Comme il a onze ans et demi et qu’il est très avancé, il faut bien que je lui parle de beaucoup de choses dont il n’était pas question autrefois… Vous sentez que je ne juge que les choses, que je ne détermine que les devoirs ; j’évite tout jugement contre les personnes et même sur les personnes ; je manquerais tout à fait mon but s’il se formait en lui des préventions contre qui que ce soit… Lorsqu’il y a une nécessité absolue d’exprimer une pensée sur quelqu’un, j’ajoute qu’à son âge il ne faut regarder ce que l’on dit des personnes que comme des renseignemens particuliers qu’il devra vérifier un jour ; que jusque-là, il doit s’abstenir d’exprimer aucun jugement personnel.

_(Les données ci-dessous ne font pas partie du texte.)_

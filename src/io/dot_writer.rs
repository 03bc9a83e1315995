//! A `Write` wrapper that stops forwarding bytes once it has seen a
//! `CRLF.CRLF` terminator in the stream, and appends one on `close()` if the
//! body didn't already end with one.
//!
//! Grounded on `writer.go`'s `DotWriter`. The origin pools these through a
//! `sync.Pool` and reinitializes with `Reset`; here a `DotWriter` is created
//! per response body and dropped when done; Vec<u8>-backed output buffers
//! make reuse across responses unnecessary.
//!
//! This operates on `std::io::Write` rather than async I/O deliberately: a
//! response body is always first assembled into the connection's output
//! buffer (a `Vec<u8>`), which is then flushed to the socket in one async
//! `write_all`.

use std::io::{self, Write};

use crate::io::dotstate::DotState;

const DOT_CRLF: &[u8] = b".\r\n";
const CRLF_DOT_CRLF: &[u8] = b"\r\n.\r\n";

/// Wraps a [`Write`] sink, watching for the dot terminator as bytes pass
/// through and appending one on close if the caller didn't supply one.
pub struct DotWriter<W> {
    inner: W,
    state: DotState,
    end: bool,
}

impl<W: Write> DotWriter<W> {
    /// Wraps `inner`. Nothing is written until the first [`write`](Write::write) call.
    pub fn new(inner: W) -> Self {
        Self {
            inner,
            state: DotState::SeenLf,
            end: false,
        }
    }

    /// Whether the terminator has already been seen; further writes are
    /// silently discarded once this is true.
    pub fn is_done(&self) -> bool {
        self.end
    }

    /// Appends the terminator if one hasn't already been written, then
    /// returns the wrapped sink.
    pub fn close(mut self) -> io::Result<W> {
        if !self.end {
            let closer: &[u8] = if self.state.ends_on_line_boundary() {
                DOT_CRLF
            } else {
                CRLF_DOT_CRLF
            };
            self.write_all(closer)?;
        }
        Ok(self.inner)
    }
}

impl<W: Write> Write for DotWriter<W> {
    fn write(&mut self, buf: &[u8]) -> io::Result<usize> {
        if self.end {
            return Ok(buf.len());
        }
        let mut state = self.state;
        for (i, &b) in buf.iter().enumerate() {
            state = state.step(b);
            if state.is_end() {
                self.end = true;
                let j = i + 1;
                self.inner.write_all(&buf[..j])?;
                return Ok(buf.len());
            }
        }
        self.state = state;
        self.inner.write_all(buf)?;
        Ok(buf.len())
    }

    fn flush(&mut self) -> io::Result<()> {
        self.inner.flush()
    }
}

Le 2 février 1832, le Duc de Bordeaux fit sa première communion. Tout se passa d’une manière exemplaire, mais avec la plus grande simplicité. Pour le reposer des exercices religieux, le baron de Damas, qui n’avait pas négligé de faire connaître à son élève les curiosités d’Edimbourg, le mena visiter tout le nord de l’Ecosse, jusqu’au Fort-William. Peu de temps après, la famille royale quittait la Grande-Bretagne pour s’établir en Bohème.


II

Le Duc de Bordeaux avait eu d’abord pour précepteur en titre Mgr Tharin, évêque de Strasbourg, que son incapacité obligea d’éloigner dès 1829[2]. Déjà l’abbé Martin de Noirlieu, sous-précepteur, était parti pour cause à peu près semblable[3]. L’autre sous-précepteur était M. Barrande, ingénieur des ponts et chaussées. A Paris, des professeurs venaient en outre donner des leçons : il y eut un maître d’allemand, un maître de dessin, plus tard un maître de latin[4]. Mais en exil, l’instruction du prince reposait presque tout entière sur M. Barrande : il s’en acquitta avec un zèle digne des plus grands éloges et aussi bien qu’un élève de l’Ecole polytechnique le pouvait faire. Malheureusement,

  1. Citée par M. de Pène, Henri de France, p. 138.
  2. Il obtint, sur sa demande, une pension de vingt mille francs sur la cassette de M. le Duc de Bordeaux.
  3. C’était d’ailleurs un ecclésiastique distingué, auteur de divers ouvrages de piété, entre autres une traduction de l’Imitation de Jésus-Christ.
  4. Michelet donna quelque temps des leçons d’histoire au Duc de Bordeaux et à sa sœur.